// Copyright (c) 2025 Steven Rosenthal smr@dt3.org
// See LICENSE file in root directory for license terms.

//! Undecimated ("a-trous") wavelet denoising with the separable B3-spline
//! kernel [1, 4, 6, 4, 1] / 16.
//!
//! The frame is decomposed into [LEVELS] detail planes plus a smooth residual.
//! Level `l` smooths the previous approximation with the kernel taps spaced
//! 2^l samples apart; the detail plane is the difference between successive
//! approximations, so summing the residual and all detail planes reproduces
//! the input exactly.
//!
//! To decide which coefficients are noise, a synthetic unit variance Gaussian
//! image of the same size is decomposed the same way. The population standard
//! deviation of each of its detail planes gives the per-level response to
//! unit noise; scaled by the frame's measured noise and a per-level
//! multiplier, this is the threshold below which a detail coefficient is
//! zeroed.

use std::time::Instant;

use image::Luma;
use log::debug;
use rand::SeedableRng;
use rand::rngs::StdRng;
use rand_distr::{Distribution, StandardNormal};

use crate::frame::FloatImage;
use crate::stats_funcs::{estimate_noise, population_stddev};

/// Number of detail planes.
pub const LEVELS: usize = 5;

/// The synthetic noise image is always generated from this seed, making the
/// denoiser deterministic.
pub const NOISE_SEED: u64 = 20210220;

const B3_KERNEL: [f32; 5] = [1.0 / 16.0, 4.0 / 16.0, 6.0 / 16.0, 4.0 / 16.0, 1.0 / 16.0];

pub struct WaveletPlanes {
    /// Finest scale first.
    pub details: Vec<FloatImage>,
    pub residual: FloatImage,
}

impl WaveletPlanes {
    /// Sum of the residual and all detail planes.
    pub fn reconstruct(&self) -> FloatImage {
        let mut result = self.residual.clone();
        for plane in &self.details {
            for (r, d) in result.iter_mut().zip(plane.iter()) {
                *r += d;
            }
        }
        result
    }
}

/// Maps a possibly out of range index into 0..n by mirror reflection about the
/// first and last sample (e.g. -1 -> 1, n -> n-2). Reflection repeats as often
/// as needed, so even the coarsest dilation (offsets up to 32) is defined on
/// frames narrower than that.
fn reflect_index(i: i64, n: i64) -> i64 {
    if n == 1 {
        return 0;
    }
    let period = 2 * (n - 1);
    let m = i.rem_euclid(period);
    if m < n { m } else { period - m }
}

// One separable B3 smoothing pass with taps `step` samples apart.
fn smooth_b3(image: &FloatImage, step: i64) -> FloatImage {
    let (width, height) = image.dimensions();
    let (w, h) = (width as i64, height as i64);
    let horizontal = FloatImage::from_fn(width, height, |x, y| {
        let mut sum = 0.0;
        for (k, coef) in B3_KERNEL.iter().enumerate() {
            let xx = reflect_index(x as i64 + (k as i64 - 2) * step, w);
            sum += coef * image.get_pixel(xx as u32, y).0[0];
        }
        Luma([sum])
    });
    FloatImage::from_fn(width, height, |x, y| {
        let mut sum = 0.0;
        for (k, coef) in B3_KERNEL.iter().enumerate() {
            let yy = reflect_index(y as i64 + (k as i64 - 2) * step, h);
            sum += coef * horizontal.get_pixel(x, yy as u32).0[0];
        }
        Luma([sum])
    })
}

/// Decomposes `image` into `levels` detail planes and a residual.
pub fn decompose(image: &FloatImage, levels: usize) -> WaveletPlanes {
    let mut details = Vec::with_capacity(levels);
    let mut approximation = image.clone();
    for level in 0..levels {
        let smoothed = smooth_b3(&approximation, 1_i64 << level);
        let mut detail = approximation;
        for (d, s) in detail.iter_mut().zip(smoothed.iter()) {
            *d -= s;
        }
        details.push(detail);
        approximation = smoothed;
    }
    WaveletPlanes{details, residual: approximation}
}

/// Per-level standard deviation of the detail planes of a seeded unit
/// Gaussian noise image of the given size.
pub fn noise_scale_factors(width: u32, height: u32) -> [f32; LEVELS] {
    let mut rng = StdRng::seed_from_u64(NOISE_SEED);
    let noise = FloatImage::from_fn(width, height, |_, _| {
        Luma([StandardNormal.sample(&mut rng)])
    });
    let planes = decompose(&noise, LEVELS);
    let mut factors = [0.0_f32; LEVELS];
    for (factor, plane) in factors.iter_mut().zip(planes.details.iter()) {
        *factor = population_stddev(plane.as_raw());
    }
    factors
}

/// Returns a denoised copy of `image`, clipped to [0, `max_value`].
///
/// # Arguments
/// * `image` - Raw frame samples.
/// * `thresholds` - Per-level multipliers; level 0 is the finest scale. A zero
///   multiplier keeps every coefficient of that level.
/// * `max_value` - 255 for 8-bit frames, 65535 for 16-bit frames.
pub fn denoise(image: &FloatImage, thresholds: &[f32; LEVELS], max_value: f32)
               -> FloatImage {
    let start = Instant::now();
    let frame_noise = estimate_noise(image);
    let factors = noise_scale_factors(image.width(), image.height());
    let mut planes = decompose(image, LEVELS);
    for (level, plane) in planes.details.iter_mut().enumerate() {
        let cutoff = thresholds[level] * frame_noise * factors[level];
        for coef in plane.iter_mut() {
            if coef.abs() < cutoff {
                *coef = 0.0;
            }
        }
    }
    let mut result = planes.reconstruct();
    for v in result.iter_mut() {
        *v = v.clamp(0.0, max_value);
    }
    debug!("Wavelet denoise: noise {:.3} factors {:?} in {:?}",
           frame_noise, factors, start.elapsed());
    result
}

// mod tests.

★ ★ ★ ★

◆ EXERCISE DESCRIPTION: Print, from the entries above, the line with "pub const LEVELS: usize = 5;", the line with "pub struct WaveletPlanes" and all lines between them, exactly and with nothing else.

◆ OUTPUT BELOW:
pub const LEVELS: usize = 5;

/// The synthetic noise image is always generated from this seed, making the
/// denoiser deterministic.
pub const NOISE_SEED: u64 = 20210220;

const B3_KERNEL: [f32; 5] = [1.0 / 16.0, 4.0 / 16.0, 6.0 / 16.0, 4.0 / 16.0, 1.0 / 16.0];

pub struct WaveletPlanes {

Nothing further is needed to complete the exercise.